> Problem description:
Starting at the line that contains "pub mod cleaning;", return every line down to the end of the records below, exactly as written.

> Records provided:
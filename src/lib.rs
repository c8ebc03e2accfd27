//! EXIF Harvest Library
//!
//! Walks a directory tree of images, reads the EXIF metadata of every
//! supported file, and writes one delimited report row per image.
//!
//! This library provides tools for:
//! - Recursive discovery of image files by extension
//! - EXIF extraction into tag maps, with a full or a short field profile
//! - Cleaning passes: string trimming, capture-timestamp parsing, evaluation
//!   of rational fields and an orientation flag
//! - Deduplication of captures sharing a timestamp, optionally preferring RAW
//! - Writing the report as CSV/TSV through polars

pub mod cleaning;
pub mod cli;
pub mod config;
pub mod constants;
pub mod dataset;
pub mod error;
pub mod models;
pub mod processor;
pub mod reader;

// Re-export commonly used types
pub use config::HarvestConfig;
pub use dataset::Dataset;
pub use error::{HarvestError, Result};
pub use models::{Cell, FieldProfile, HarvestSummary, Record, TagMap};
pub use processor::HarvestProcessor;
pub use reader::{ExifReader, MetadataReader};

> Answer section:
pub mod cleaning;
pub mod cli;
pub mod config;
pub mod constants;
pub mod dataset;
pub mod error;
pub mod models;
pub mod processor;
pub mod reader;

// Re-export commonly used types
pub use config::HarvestConfig;
pub use dataset::Dataset;
pub use error::{HarvestError, Result};
pub use models::{Cell, FieldProfile, HarvestSummary, Record, TagMap};
pub use processor::HarvestProcessor;
pub use reader::{ExifReader, MetadataReader};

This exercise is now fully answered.